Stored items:
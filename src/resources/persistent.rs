//! Persistently mapped buffer storage.
//!
//! The buffer is allocated and mapped once at construction and stays mapped
//! until [`Dispose::dispose`]. Host writes go through the mapping pointer
//! and become device-visible only after an explicit [`PersistentBuffer::flush_range`]
//! or [`PersistentBuffer::force_sync`]; the mapping is established with
//! [`MapFlags::FLUSH_EXPLICIT`], not coherent.

use std::marker::PhantomData;

use bytemuck::Pod;
use static_assertions::assert_not_impl_any;

use crate::driver::Driver;
use crate::error::GraphicsError;
use crate::handle::{Dispose, GpuResource, RawHandle};
use crate::resources::buffer::clamp_range;
use crate::types::{BarrierFlags, MapFlags, StorageFlags};

/// A typed buffer mapped into host memory for its whole lifetime.
pub struct PersistentBuffer<T: Pod> {
    handle: RawHandle,
    mapping: *mut u8,
    count: usize,
    _marker: PhantomData<T>,
}

// The mapping pointer is only valid on the thread that owns the driver.
assert_not_impl_any!(PersistentBuffer<u8>: Send, Sync);

impl<T: Pod> PersistentBuffer<T> {
    const STRIDE: usize = std::mem::size_of::<T>();

    const STORAGE_FLAGS: StorageFlags = StorageFlags::MAP_READ
        .union(StorageFlags::MAP_WRITE)
        .union(StorageFlags::MAP_PERSISTENT);

    const MAP_FLAGS: MapFlags = MapFlags::READ
        .union(MapFlags::WRITE)
        .union(MapFlags::PERSISTENT)
        .union(MapFlags::FLUSH_EXPLICIT);

    /// Allocate and map storage for `count` elements.
    pub fn new(driver: &mut dyn Driver, count: usize) -> Result<Self, GraphicsError> {
        if count < 1 {
            return Err(GraphicsError::EmptyAllocation(format!(
                "{count} elements requested"
            )));
        }
        let handle = driver.create_buffer();
        let byte_size = count * Self::STRIDE;
        driver.buffer_storage(handle, byte_size, None, Self::STORAGE_FLAGS)?;
        let mapping = driver.map_buffer_range(handle, 0, byte_size, Self::MAP_FLAGS)?;
        Ok(Self {
            handle,
            mapping,
            count,
            _marker: PhantomData,
        })
    }

    /// Copy elements into the mapping starting at `index`, clamped to
    /// capacity. Not device-visible until flushed.
    pub fn write(&mut self, index: usize, data: &[T]) -> Result<usize, GraphicsError> {
        let effective = clamp_range(index, data.len(), self.count)?;
        let bytes: &[u8] = bytemuck::cast_slice(&data[..effective]);
        // Range is inside the mapping by the clamp above.
        unsafe {
            std::ptr::copy_nonoverlapping(
                bytes.as_ptr(),
                self.mapping.add(index * Self::STRIDE),
                bytes.len(),
            );
        }
        Ok(effective)
    }

    /// Copy elements out of the mapping starting at `index`, clamped to
    /// capacity. Reflects host writes, not necessarily device writes.
    pub fn read(&self, index: usize, count: usize) -> Result<Vec<T>, GraphicsError> {
        let effective = clamp_range(index, count, self.count)?;
        let mut out = vec![T::zeroed(); effective];
        let bytes: &mut [u8] = bytemuck::cast_slice_mut(&mut out);
        unsafe {
            std::ptr::copy_nonoverlapping(
                self.mapping.add(index * Self::STRIDE),
                bytes.as_mut_ptr(),
                bytes.len(),
            );
        }
        Ok(out)
    }

    /// Write a single element.
    pub fn set(&mut self, index: usize, value: T) -> Result<(), GraphicsError> {
        self.write(index, std::slice::from_ref(&value)).map(|_| ())
    }

    /// Read a single element.
    pub fn get(&self, index: usize) -> Result<T, GraphicsError> {
        self.read(index, 1).map(|v| v[0])
    }

    /// Make host writes in an element range device-visible, clamped to
    /// capacity.
    pub fn flush_range(
        &mut self,
        driver: &mut dyn Driver,
        index: usize,
        count: usize,
    ) -> Result<usize, GraphicsError> {
        let effective = clamp_range(index, count, self.count)?;
        driver.flush_mapped_range(self.handle, index * Self::STRIDE, effective * Self::STRIDE);
        Ok(effective)
    }

    /// Flush the whole mapping and fence subsequent device reads of
    /// client-mapped memory.
    pub fn force_sync(&mut self, driver: &mut dyn Driver) {
        driver.flush_mapped_range(self.handle, 0, self.count * Self::STRIDE);
        driver.memory_barrier(BarrierFlags::CLIENT_MAPPED_BUFFER);
    }

    /// Discard device-side contents without a transfer.
    pub fn invalidate(&mut self, driver: &mut dyn Driver) {
        driver.invalidate_buffer_data(self.handle);
    }

    /// Element size in bytes.
    pub fn stride(&self) -> usize {
        Self::STRIDE
    }

    /// Allocated element count.
    pub fn count(&self) -> usize {
        self.count
    }

    /// Allocated size in bytes.
    pub fn memory_size(&self) -> usize {
        self.count * Self::STRIDE
    }
}

impl<T: Pod> GpuResource for PersistentBuffer<T> {
    fn raw_handle(&self) -> RawHandle {
        self.handle
    }
}

impl<T: Pod> Dispose for PersistentBuffer<T> {
    fn dispose(&mut self, driver: &mut dyn Driver) {
        if self.handle.is_valid() {
            driver.unmap_buffer(self.handle);
            driver.delete_buffer(self.handle);
            self.handle = RawHandle::NONE;
            self.mapping = std::ptr::null_mut();
            self.count = 0;
        }
    }
}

INSTRUCTIONS FOR THE TASK:
However many lines the data holds, return each one exactly.

TASK RESULT:
filename src/resources/persistent.rs
//! Persistently mapped buffer storage.
//!
//! The buffer is allocated and mapped once at construction and stays mapped
//! until [`Dispose::dispose`]. Host writes go through the mapping pointer
//! and become device-visible only after an explicit [`PersistentBuffer::flush_range`]
//! or [`PersistentBuffer::force_sync`]; the mapping is established with
//! [`MapFlags::FLUSH_EXPLICIT`], not coherent.

use std::marker::PhantomData;

use bytemuck::Pod;
use static_assertions::assert_not_impl_any;

use crate::driver::Driver;
use crate::error::GraphicsError;
use crate::handle::{Dispose, GpuResource, RawHandle};
use crate::resources::buffer::clamp_range;
use crate::types::{BarrierFlags, MapFlags, StorageFlags};

/// A typed buffer mapped into host memory for its whole lifetime.
pub struct PersistentBuffer<T: Pod> {
    handle: RawHandle,
    mapping: *mut u8,
    count: usize,
    _marker: PhantomData<T>,
}

// The mapping pointer is only valid on the thread that owns the driver.
assert_not_impl_any!(PersistentBuffer<u8>: Send, Sync);

impl<T: Pod> PersistentBuffer<T> {
    const STRIDE: usize = std::mem::size_of::<T>();

    const STORAGE_FLAGS: StorageFlags = StorageFlags::MAP_READ
        .union(StorageFlags::MAP_WRITE)
        .union(StorageFlags::MAP_PERSISTENT);

    const MAP_FLAGS: MapFlags = MapFlags::READ
        .union(MapFlags::WRITE)
        .union(MapFlags::PERSISTENT)
        .union(MapFlags::FLUSH_EXPLICIT);

    /// Allocate and map storage for `count` elements.
    pub fn new(driver: &mut dyn Driver, count: usize) -> Result<Self, GraphicsError> {
        if count < 1 {
            return Err(GraphicsError::EmptyAllocation(format!(
                "{count} elements requested"
            )));
        }
        let handle = driver.create_buffer();
        let byte_size = count * Self::STRIDE;
        driver.buffer_storage(handle, byte_size, None, Self::STORAGE_FLAGS)?;
        let mapping = driver.map_buffer_range(handle, 0, byte_size, Self::MAP_FLAGS)?;
        Ok(Self {
            handle,
            mapping,
            count,
            _marker: PhantomData,
        })
    }

    /// Copy elements into the mapping starting at `index`, clamped to
    /// capacity. Not device-visible until flushed.
    pub fn write(&mut self, index: usize, data: &[T]) -> Result<usize, GraphicsError> {
        let effective = clamp_range(index, data.len(), self.count)?;
        let bytes: &[u8] = bytemuck::cast_slice(&data[..effective]);
        // Range is inside the mapping by the clamp above.
        unsafe {
            std::ptr::copy_nonoverlapping(
                bytes.as_ptr(),
                self.mapping.add(index * Self::STRIDE),
                bytes.len(),
            );
        }
        Ok(effective)
    }

    /// Copy elements out of the mapping starting at `index`, clamped to
    /// capacity. Reflects host writes, not necessarily device writes.
    pub fn read(&self, index: usize, count: usize) -> Result<Vec<T>, GraphicsError> {
        let effective = clamp_range(index, count, self.count)?;
        let mut out = vec![T::zeroed(); effective];
        let bytes: &mut [u8] = bytemuck::cast_slice_mut(&mut out);
        unsafe {
            std::ptr::copy_nonoverlapping(
                self.mapping.add(index * Self::STRIDE),
                bytes.as_mut_ptr(),
                bytes.len(),
            );
        }
        Ok(out)
    }

    /// Write a single element.
    pub fn set(&mut self, index: usize, value: T) -> Result<(), GraphicsError> {
        self.write(index, std::slice::from_ref(&value)).map(|_| ())
    }

    /// Read a single element.
    pub fn get(&self, index: usize) -> Result<T, GraphicsError> {
        self.read(index, 1).map(|v| v[0])
    }

    /// Make host writes in an element range device-visible, clamped to
    /// capacity.
    pub fn flush_range(
        &mut self,
        driver: &mut dyn Driver,
        index: usize,
        count: usize,
    ) -> Result<usize, GraphicsError> {
        let effective = clamp_range(index, count, self.count)?;
        driver.flush_mapped_range(self.handle, index * Self::STRIDE, effective * Self::STRIDE);
        Ok(effective)
    }

    /// Flush the whole mapping and fence subsequent device reads of
    /// client-mapped memory.
    pub fn force_sync(&mut self, driver: &mut dyn Driver) {
        driver.flush_mapped_range(self.handle, 0, self.count * Self::STRIDE);
        driver.memory_barrier(BarrierFlags::CLIENT_MAPPED_BUFFER);
    }

    /// Discard device-side contents without a transfer.
    pub fn invalidate(&mut self, driver: &mut dyn Driver) {
        driver.invalidate_buffer_data(self.handle);
    }

    /// Element size in bytes.
    pub fn stride(&self) -> usize {
        Self::STRIDE
    }

    /// Allocated element count.
    pub fn count(&self) -> usize {
        self.count
    }

    /// Allocated size in bytes.
    pub fn memory_size(&self) -> usize {
        self.count * Self::STRIDE
    }
}

impl<T: Pod> GpuResource for PersistentBuffer<T> {
    fn raw_handle(&self) -> RawHandle {
        self.handle
    }
}

impl<T: Pod> Dispose for PersistentBuffer<T> {
    fn dispose(&mut self, driver: &mut dyn Driver) {
        if self.handle.is_valid() {
            driver.unmap_buffer(self.handle);
            driver.delete_buffer(self.handle);
            self.handle = RawHandle::NONE;
            self.mapping = std::ptr::null_mut();
            self.count = 0;
        }
    }
}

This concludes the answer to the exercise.